··· SUPPLIED MATERIAL
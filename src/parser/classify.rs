// Author: Dustin Pilgrim
// License: MIT

use crate::NeclError;
use crate::utils::{contains_many, is_quoted, parse_float_literal};

pub(crate) const COMPARISON_TOKENS: [&str; 6] = ["==", "!=", "<", "<=", ">", ">="];
pub(crate) const ARITHMETIC_TOKENS: [&str; 4] = ["+", "-", "*", "/"];
pub(crate) const STRING_FUNCTIONS: [&str; 5] = ["upper(", "lower(", "concat(", "contains(", "length("];
pub(crate) const MATH_FUNCTIONS: [&str; 3] = ["power(", "floor(", "remainder("];
pub(crate) const LOGIC_FUNCTIONS: [&str; 6] = ["and(", "or(", "nand(", "nor(", "xor(", "xnor("];

/// Kind of value a raw fragment denotes.
#[derive(Debug, Clone, Copy, PartialEq, Eq)]
pub enum ValueKind {
    String,
    Array,
    Comparison,
    Arithmetic,
    FuncString,
    FuncMath,
    FuncLogic,
    Boolean,
    Number,
}

/// Classify a trimmed fragment. First matching arm wins; the arm order is the
/// only disambiguation, e.g. a quoted string containing `+` is a string.
///
/// The boolean arm is a case-insensitive substring test, so anything that
/// merely contains `true` or `false` lands there.
pub fn classify(value: &str) -> Result<ValueKind, NeclError> {
    let kind = match value {
        v if is_quoted(v) => ValueKind::String,
        v if v.starts_with('[') && v.ends_with(']') => ValueKind::Array,
        v if contains_many(v, &COMPARISON_TOKENS) => ValueKind::Comparison,
        v if contains_many(v, &ARITHMETIC_TOKENS) => ValueKind::Arithmetic,
        v if contains_many(v, &STRING_FUNCTIONS) => ValueKind::FuncString,
        v if contains_many(v, &MATH_FUNCTIONS) => ValueKind::FuncMath,
        v if contains_many(v, &LOGIC_FUNCTIONS) => ValueKind::FuncLogic,
        v if mentions_boolean(v) => ValueKind::Boolean,
        v if parse_float_literal(v).is_some() => ValueKind::Number,
        v => {
            return Err(NeclError::UnclassifiableValue {
                value: v.to_string(),
                line: 0,
                hint: Some("Quote strings, use [..] for arrays, or write a number/boolean".into()),
            });
        }
    };
    Ok(kind)
}

pub(crate) fn mentions_boolean(value: &str) -> bool {
    let lower = value.to_lowercase();
    lower.contains("true") || lower.contains("false")
}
······
§ **ACTIVITY**: The required answer is the exact run of lines above starting at the line with "use crate::NeclError;" and ending at the line with "so anything that", with both ends present.

§ **RESULT OF THE EXERCISE**:
use crate::NeclError;
use crate::utils::{contains_many, is_quoted, parse_float_literal};

pub(crate) const COMPARISON_TOKENS: [&str; 6] = ["==", "!=", "<", "<=", ">", ">="];
pub(crate) const ARITHMETIC_TOKENS: [&str; 4] = ["+", "-", "*", "/"];
pub(crate) const STRING_FUNCTIONS: [&str; 5] = ["upper(", "lower(", "concat(", "contains(", "length("];
pub(crate) const MATH_FUNCTIONS: [&str; 3] = ["power(", "floor(", "remainder("];
pub(crate) const LOGIC_FUNCTIONS: [&str; 6] = ["and(", "or(", "nand(", "nor(", "xor(", "xnor("];

/// Kind of value a raw fragment denotes.
#[derive(Debug, Clone, Copy, PartialEq, Eq)]
pub enum ValueKind {
    String,
    Array,
    Comparison,
    Arithmetic,
    FuncString,
    FuncMath,
    FuncLogic,
    Boolean,
    Number,
}

/// Classify a trimmed fragment. First matching arm wins; the arm order is the
/// only disambiguation, e.g. a quoted string containing `+` is a string.
///
/// The boolean arm is a case-insensitive substring test, so anything that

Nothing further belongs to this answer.